The NFL said it was unable to speak with Josh Brown’s former wife and had “insufficient information to corroborate prior allegations” of domestic abuse against the Giants kicker, resulting in its decision to issue a one-game suspension for violating the personal-conduct policy.
In a statement released Friday, the league said Brown’s former wife, Molly, declined to cooperate during its investigation. The NFL said it “made a decision based on the evidentiary findings” of one incident, Brown’s arrest on May 22, 2015, on charges of fourth-degree assault/domestic violence. The charges were dropped by the district attorney five days later.
The NFL said it was aware that Brown’s former wife told police in King County, Washington, that Brown had exhibited 20 previous instances of abusive or threatening behavior. Those claims are included in a case file obtained by Newsday from the King County sheriff’s office.
“Despite multiple attempts to speak with about this incident and her previous statements, she declined to speak with us,” the statement said. “We understand that there are many reasons that might have affected her decision not to speak with us, but we were limited in our ability to investigate these allegations.”
The NFL also said that during its 10-month investigation, it made “numerous requests — as late as this spring — to local law enforcement officers for information on the case and previous allegations. They declined those requests for information.”
The statement of probable cause upon Brown’s arrest on May 22, 2015, states that Brown grabbed his wife’s wrist when she picked up a telephone during an argument. The victim displayed “redness on her wrist and a small cut” and “feels that Brown] assaulted her.” She dialed 911 after she “pulled the phone away.”
According to the case file, Molly Brown detailed past incidents to police, which included Brown holding up his fist and saying “I want to knock you out so bad” and separately kicking in a bathroom door in their home, which injured Molly’s teenage son, Brown’s stepson. Molly Brown told police she had an order of protection against Brown in 2013, which she dropped due to progress in their marriage through counseling, according to the case file.
Brown, who spoke to reporters Thursday after his one-game suspension was announced, was asked if the May 22, 2015, event was an isolated incident. “It was just a moment,” he said.
Brown said the Giants were aware of his arrest and the claims by his former wife when he played for them through the 2015 season and when they signed him to a two-year contract during the offseason.
“My teammates have known since the day it happened,” Brown said Thursday. “Everybody’s known, everybody’s been a part of it . . . This has been a year and I’ve had to play with this over my head, and I’ve continued to play well and I will continue to play well.”
The NFL typically serves minimum suspensions of six games for incidents of domestic violence. That policy was established as a “baseline” after the mishandling of charges against former Ravens running back Ray Rice in 2014.

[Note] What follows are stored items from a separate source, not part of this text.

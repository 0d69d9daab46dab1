//! Error types shared by the transport, the frame codec and the device models.
//!
//! The taxonomy follows the failure domains of a half-duplex RS-485 session:
//! the port itself ([`TransportError`]), the bytes coming back from a device
//! ([`ProtocolError`]) and the values a caller asked for ([`Error::InvalidRange`]).
use crate::ac_protocol::SetpointQuad;

/// Failures of the serial port itself. Fatal to the device session; the
/// caller may reconnect, nothing reconnects automatically.
#[derive(thiserror::Error, Debug)]
pub enum TransportError {
    /// The serial port could not be opened or configured.
    #[error("Cannot open serial port {device}: {source}")]
    Open {
        device: String,
        #[source]
        source: tokio_serial::Error,
    },

    /// A transaction was attempted after [`crate::transport::SerialTransport::close`].
    #[error("Serial port is closed")]
    Closed,

    /// Wraps `std::io::Error` raised while writing or reading.
    #[error(transparent)]
    Io(#[from] std::io::Error),

    /// Wraps `tokio_serial::Error` raised while configuring an open port.
    #[error(transparent)]
    Serial(#[from] tokio_serial::Error),
}

/// The response of a device was missing or could not be accepted.
#[derive(thiserror::Error, Debug, Clone, PartialEq, Eq)]
pub enum ProtocolError {
    /// Nothing usable came back: an empty or short read, or a reply from the
    /// wrong unit or for the wrong function.
    #[error("No acknowledge from device (expected {expected} bytes, received {received:02X?})")]
    NoAck { expected: usize, received: Vec<u8> },

    /// A reply addressed to us that fails validation (CRC, byte count, echo).
    #[error("Malformed response: {0}")]
    Malformed(String),

    /// The device answered with a Modbus exception response.
    #[error("Device exception: function 0x{function:02X}, exception code 0x{code:02X}")]
    Exception { function: u8, code: u8 },
}

/// Represents all possible errors of the device operations.
#[derive(thiserror::Error, Debug)]
pub enum Error {
    /// Wraps [`TransportError`].
    #[error(transparent)]
    Transport(#[from] TransportError),

    /// Wraps [`ProtocolError`].
    #[error(transparent)]
    Protocol(#[from] ProtocolError),

    /// The derived setpoints violate the clamp ranges or the ordering
    /// `low < heater - 1 < cooling - 1 < high - 1`. Nothing was written.
    #[error("Setpoints out of range: {0}")]
    InvalidRange(SetpointQuad),

    /// A unit id outside the assignable range `1..=247`.
    #[error("Unit id {0} is outside 1..=247")]
    UnitOutOfRange(u8),

    /// The commanded angle does not fit the firmware's angle encoding.
    #[error("Angle {0} cannot be encoded by the motor firmware")]
    AngleOutOfRange(i32),

    /// Every candidate address for the enable flags rejected the write.
    #[error("Writing enable flags failed at every candidate address {candidates:?}")]
    WriteFailed {
        candidates: Vec<u16>,
        #[source]
        source: Box<Error>,
    },
}

/// The result type of the device operations.
pub type Result<T> = std::result::Result<T, Error>;
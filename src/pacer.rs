//! Pacing, retry and time budget around motor moves.
//!
//! The motor driver drops commands that arrive too close together and
//! latches an alarm after a rejected move. A [`MotionPacer`] keeps the bus
//! quiet between commands, retries a failed move exactly once after clearing
//! the alarm, and bounds the wait for each move with a time budget after
//! which the motor is stopped.
//!
//! ```text
//! Idle -> Commanded -> AwaitingAck -> Commanded -> WaitingBudget -> Idle
//!                           |                            |
//!                           +-> Idle (error)             +-> Stopping -> Idle
//! ```
use crate::error::{Error, Result};
use crate::motor_client::MotorDriver;
use crate::motor_protocol::Ack;
use crate::transport::Transport;
use log::*;
use std::sync::atomic::{AtomicBool, Ordering};
use std::sync::Arc;
use std::thread::sleep;
use std::time::{Duration, Instant};

/// Delays used by the [`MotionPacer`].
#[cfg_attr(feature = "serde", derive(serde::Deserialize, serde::Serialize))]
#[cfg_attr(feature = "serde", serde(default))]
#[derive(Debug, Clone, Copy, PartialEq, Eq)]
pub struct PacerTiming {
    /// Minimum time between two move commands.
    #[cfg_attr(feature = "serde", serde(with = "humantime_serde"))]
    pub min_interval: Duration,
    /// Quiet time on the bus before each command.
    #[cfg_attr(feature = "serde", serde(with = "humantime_serde"))]
    pub inter_command_gap: Duration,
    /// Settle time after a successful alarm clear.
    #[cfg_attr(feature = "serde", serde(with = "humantime_serde"))]
    pub post_clear_settle: Duration,
    /// Settle time before the retry of a failed move.
    #[cfg_attr(feature = "serde", serde(with = "humantime_serde"))]
    pub retry_settle: Duration,
    #[cfg_attr(feature = "serde", serde(with = "humantime_serde"))]
    pub poll_interval: Duration,
    /// Time a move may take before the motor is stopped.
    #[cfg_attr(feature = "serde", serde(with = "humantime_serde"))]
    pub move_budget: Duration,
    /// Time allowed for the motor to come to rest after a stop.
    #[cfg_attr(feature = "serde", serde(with = "humantime_serde"))]
    pub stop_grace: Duration,
    #[cfg_attr(feature = "serde", serde(with = "humantime_serde"))]
    pub post_stop_settle: Duration,
}

impl Default for PacerTiming {
    fn default() -> Self {
        Self {
            min_interval: Duration::from_millis(500),
            inter_command_gap: Duration::from_millis(120),
            post_clear_settle: Duration::from_millis(200),
            retry_settle: Duration::from_millis(250),
            poll_interval: Duration::from_millis(120),
            move_budget: Duration::from_secs(5),
            stop_grace: Duration::from_millis(1200),
            post_stop_settle: Duration::from_millis(350),
        }
    }
}

/// Where the pacer is in the life of one move.
#[derive(Debug, Clone, Copy, PartialEq, Eq)]
pub enum MotionState {
    Idle,
    /// A move is being paced or is in flight.
    Commanded,
    /// The move frame is on the wire and the reply is being read.
    AwaitingAck,
    /// Polling the driver until the move completes or the budget runs out.
    WaitingBudget,
    /// The budget ran out and the motor is being stopped.
    Stopping,
}

/// How the wait for a move ended.
#[derive(Debug, Clone, Copy, PartialEq, Eq)]
pub enum MoveOutcome {
    Completed,
    /// The motor was still moving at the end of the budget and was stopped.
    BudgetExpired,
}

/// A repeated open/close run.
#[derive(Debug, Clone, Copy, PartialEq, Eq)]
pub struct CyclePlan {
    pub open: i32,
    pub close: i32,
    pub cycles: u32,
}

/// The result of [`MotionPacer::run_cycles`].
#[derive(Debug, Clone, Copy, Default, PartialEq, Eq)]
pub struct CycleReport {
    /// Full open/close cycles performed.
    pub completed: u32,
    /// Moves that ran out of budget and were stopped.
    pub budget_stops: u32,
    /// The run ended early on the cancel flag.
    pub cancelled: bool,
}

/// Paces the moves of one motor driver.
#[derive(Debug)]
pub struct MotionPacer<'a, T> {
    driver: &'a MotorDriver<T>,
    timing: PacerTiming,
    state: MotionState,
    last_command: Option<Instant>,
    cancel: Option<Arc<AtomicBool>>,
}

impl<'a, T: Transport> MotionPacer<'a, T> {
    pub fn new(driver: &'a MotorDriver<T>, timing: PacerTiming) -> Self {
        Self {
            driver,
            timing,
            state: MotionState::Idle,
            last_command: None,
            cancel: None,
        }
    }

    /// Stops [`Self::run_cycles`] before the next move once `flag` is set.
    pub fn with_cancel_flag(mut self, flag: Arc<AtomicBool>) -> Self {
        self.cancel = Some(flag);
        self
    }

    pub fn state(&self) -> MotionState {
        self.state
    }

    pub fn timing(&self) -> &PacerTiming {
        &self.timing
    }

    fn cancelled(&self) -> bool {
        self.cancel
            .as_ref()
            .is_some_and(|flag| flag.load(Ordering::SeqCst))
    }

    fn drain(&self) {
        if let Err(error) = self.driver.drain() {
            warn!("Cannot drain motor transport: {error}");
        }
    }

    fn clear_alarm(&self) {
        if self.driver.clear_alarm() {
            sleep(self.timing.post_clear_settle);
        }
    }

    fn send(&mut self, angle: i32) -> Result<Ack> {
        if let Some(last) = self.last_command {
            if let Some(remaining) = self.timing.min_interval.checked_sub(last.elapsed()) {
                sleep(remaining);
            }
        }
        self.state = MotionState::AwaitingAck;
        let result = self.driver.move_to(angle);
        self.last_command = Some(Instant::now());
        result
    }

    /// Sends a move with bus hygiene and one retry.
    ///
    /// The first attempt is preceded by the inter-command gap and a drain. If
    /// the driver does not acknowledge it the alarm is cleared and the same
    /// move is sent once more; the error of that second attempt is returned.
    /// Transport failures and locally rejected moves are returned at once.
    pub fn paced_move(&mut self, angle: i32) -> Result<Ack> {
        self.state = MotionState::Commanded;
        sleep(self.timing.inter_command_gap);
        self.drain();

        let result = match self.send(angle) {
            Err(Error::Protocol(first)) => {
                warn!("Move to {angle} failed ({first}), clearing alarm and retrying once");
                self.state = MotionState::Commanded;
                self.clear_alarm();
                sleep(self.timing.retry_settle);
                self.drain();
                sleep(self.timing.inter_command_gap);
                self.send(angle)
            }
            other => other,
        };
        self.state = match result {
            Ok(_) => MotionState::Commanded,
            Err(_) => MotionState::Idle,
        };
        result
    }

    /// Waits until the driver reports the move as finished or `budget`
    /// elapsed. On expiry the motor is stopped once and given the grace
    /// period to come to rest; the post-stop settle is taken from what is
    /// left of the grace period.
    pub fn await_completion(&mut self, budget: Duration) -> MoveOutcome {
        self.state = MotionState::WaitingBudget;
        let started = Instant::now();
        while let Some(remaining) = budget.checked_sub(started.elapsed()) {
            if !self.driver.is_busy() {
                self.state = MotionState::Idle;
                return MoveOutcome::Completed;
            }
            sleep(self.timing.poll_interval.min(remaining));
        }

        self.state = MotionState::Stopping;
        warn!("Move still running after {budget:?}, stopping");
        self.driver.stop();
        let stopped = Instant::now();
        while let Some(remaining) = self.timing.stop_grace.checked_sub(stopped.elapsed()) {
            if !self.driver.is_busy() {
                break;
            }
            sleep(self.timing.poll_interval.min(remaining));
        }
        let left = self.timing.stop_grace.saturating_sub(stopped.elapsed());
        sleep(self.timing.post_stop_settle.min(left));
        self.state = MotionState::Idle;
        MoveOutcome::BudgetExpired
    }

    fn budgeted_move(&mut self, angle: i32, report: &mut CycleReport) -> Result<()> {
        if let Err(error) = self.paced_move(angle) {
            warn!("Move to {angle} failed after retry, stopping the run");
            self.clear_alarm();
            self.driver.stop();
            return Err(error);
        }
        if self.await_completion(self.timing.move_budget) == MoveOutcome::BudgetExpired {
            report.budget_stops += 1;
        }
        Ok(())
    }

    /// Moves between `plan.open` and `plan.close` `plan.cycles` times.
    ///
    /// The run starts by stopping the motor, clearing any alarm and homing to
    /// the close position. A failed homing move is logged and the run goes
    /// on; any later failed move stops the run with its error.
    pub fn run_cycles(&mut self, plan: CyclePlan) -> Result<CycleReport> {
        let mut report = CycleReport::default();
        self.driver.stop();
        self.clear_alarm();

        info!("Homing to {} (budget {:?})", plan.close, self.timing.move_budget);
        match self.paced_move(plan.close) {
            Ok(_) => {
                if self.await_completion(self.timing.move_budget) == MoveOutcome::BudgetExpired {
                    report.budget_stops += 1;
                }
            }
            Err(error) => warn!("Homing move failed: {error}"),
        }

        'cycles: for cycle in 1..=plan.cycles {
            info!("Cycle {cycle}/{}", plan.cycles);
            for angle in [plan.open, plan.close] {
                if self.cancelled() {
                    report.cancelled = true;
                    break 'cycles;
                }
                self.budgeted_move(angle, &mut report)?;
            }
            report.completed += 1;
        }
        info!(
            "Cycle run finished: {} of {} cycles, {} budget stops",
            report.completed, plan.cycles, report.budget_stops
        );
        Ok(report)
    }
}
//! Blocking client for the cover motor driver.
//!
//! ## Example
//!
//! ```no_run
//! use domectl_lib::motor_client::MotorDriver;
//! use domectl_lib::motor_protocol::MotorFirmware;
//! use domectl_lib::transport::SerialSettings;
//!
//! fn main() -> Result<(), Box<dyn std::error::Error>> {
//!     let settings = SerialSettings::motor("/dev/ttyUSB0");
//!     let (motor, baud_rate) = MotorDriver::connect_autobaud(&settings, MotorFirmware::gen1())?;
//!     println!("Motor answers at {baud_rate} baud");
//!
//!     motor.move_to(-2250)?;
//!     if motor.check_rain_status()? {
//!         motor.move_to(0)?;
//!     }
//!     Ok(())
//! }
//! ```
use crate::error::{ProtocolError, Result};
use crate::frame::{self, Request};
use crate::motor_protocol::{self as proto, Ack, MotorFirmware};
use crate::transport::{SerialSettings, SerialTransport, Transport};
use log::*;
use std::time::Duration;

/// Upper bound for collecting the reply to a move command.
pub const MOVE_REPLY_DEADLINE: Duration = Duration::from_millis(500);
/// Upper bound for the reply to the probe read.
pub const PROBE_DEADLINE: Duration = Duration::from_millis(500);

/// Synchronous client for one motor driver unit.
#[derive(Debug)]
pub struct MotorDriver<T> {
    transport: T,
    unit: u8,
    firmware: MotorFirmware,
}

impl MotorDriver<SerialTransport> {
    /// Scans [`proto::BAUD_RATE_CANDIDATES`] and returns a driver on the
    /// first baud rate at which the unit answers the probe read.
    pub fn connect_autobaud(
        settings: &SerialSettings,
        firmware: MotorFirmware,
    ) -> Result<(Self, u32)> {
        let unit = *settings.unit;
        let (transport, baud_rate) =
            SerialTransport::open_autobaud(settings, &proto::BAUD_RATE_CANDIDATES, |transport| {
                MotorDriver::new(transport, unit, firmware.clone())
                    .probe()
                    .is_ok()
            })?;
        Ok((Self::new(transport, unit, firmware), baud_rate))
    }
}

impl<T: Transport> MotorDriver<T> {
    pub fn new(transport: T, unit: u8, firmware: MotorFirmware) -> Self {
        Self {
            transport,
            unit,
            firmware,
        }
    }

    pub fn unit(&self) -> u8 {
        self.unit
    }

    pub fn firmware(&self) -> &MotorFirmware {
        &self.firmware
    }

    pub fn transport(&self) -> &T {
        &self.transport
    }

    pub fn into_inner(self) -> T {
        self.transport
    }

    /// Commands a move to `angle`. Returns once the driver acknowledged the
    /// command, not when the move is finished; see [`Self::is_busy`].
    pub fn move_to(&self, angle: i32) -> Result<Ack> {
        let request = self.firmware.encode_move(self.unit, angle)?;
        let reply = self.transport.transact(&request, MOVE_REPLY_DEADLINE)?;
        match self.firmware.classify_ack(self.unit, &reply) {
            Ok(ack) => {
                info!("Motor unit {}: move to {angle} accepted ({ack})", self.unit);
                Ok(ack)
            }
            Err(error) => {
                debug!(
                    "Motor unit {}: move to {angle} not acknowledged, reply [{}]",
                    self.unit,
                    frame::hex(&reply)
                );
                Err(error.into())
            }
        }
    }

    fn control(&self, request: Request, what: &str) -> bool {
        match self.transport.execute(&request) {
            Ok(_) => {
                debug!("Motor unit {}: {what} sent", self.unit);
                true
            }
            Err(error) => {
                warn!("Motor unit {}: {what} failed: {error}", self.unit);
                false
            }
        }
    }

    /// Requests a decelerated stop. Best effort.
    pub fn stop(&self) -> bool {
        let request = Request::write_single_register(
            self.unit,
            self.firmware.stop_register,
            self.firmware.stop_value,
        );
        self.control(request, "stop")
    }

    /// Clears a latched driver alarm. Best effort.
    pub fn clear_alarm(&self) -> bool {
        let request = Request::write_single_coil(self.unit, self.firmware.clear_alarm_coil, true);
        self.control(request, "alarm clear")
    }

    fn read_register(&self, address: u16, deadline: Duration) -> Result<u16> {
        let request = Request::read_holding_registers(self.unit, address, 1);
        let reply = self.transport.transact(&request, deadline)?;
        frame::decode_response(&request, &reply)?
            .into_registers()
            .first()
            .copied()
            .ok_or_else(|| ProtocolError::Malformed("empty register read".into()).into())
    }

    /// Whether the driver reports motion. A failed status read counts as
    /// "not busy".
    pub fn is_busy(&self) -> bool {
        match self.read_register(self.firmware.status_register, self.transport.timeout()) {
            Ok(status) => proto::busy_from_status(status),
            Err(error) => {
                debug!(
                    "Motor unit {}: status read failed, reporting idle: {error}",
                    self.unit
                );
                false
            }
        }
    }

    /// Reads the rain sensor input wired to the driver.
    pub fn check_rain_status(&self) -> Result<bool> {
        let word = self.read_register(self.firmware.rain_register, self.transport.timeout())?;
        Ok(proto::rain_from_status(word))
    }

    /// Reads the first command register to check that the unit answers.
    pub fn probe(&self) -> Result<()> {
        self.read_register(self.firmware.start_register, PROBE_DEADLINE)?;
        Ok(())
    }

    /// Discards anything pending in the transport buffers.
    pub fn drain(&self) -> Result<()> {
        Ok(self.transport.drain()?)
    }
}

“After reviewing the evidence in this one incident, we imposed a one-game suspension for violation of the personal-conduct policy,” the league said in the statement. Brown argued that he should not be suspended at all because the charges were dropped, but his appeal was denied.
Brown traveled to Buffalo with the Giants for Saturday’s preseason game against the Bills. He is eligible to play throughout the preseason but will serve his suspension in the week leading up to the regular-season opener, which includes the Sept. 11 game in Dallas against the Cowboys. He is eligible to return to the team Sept. 12.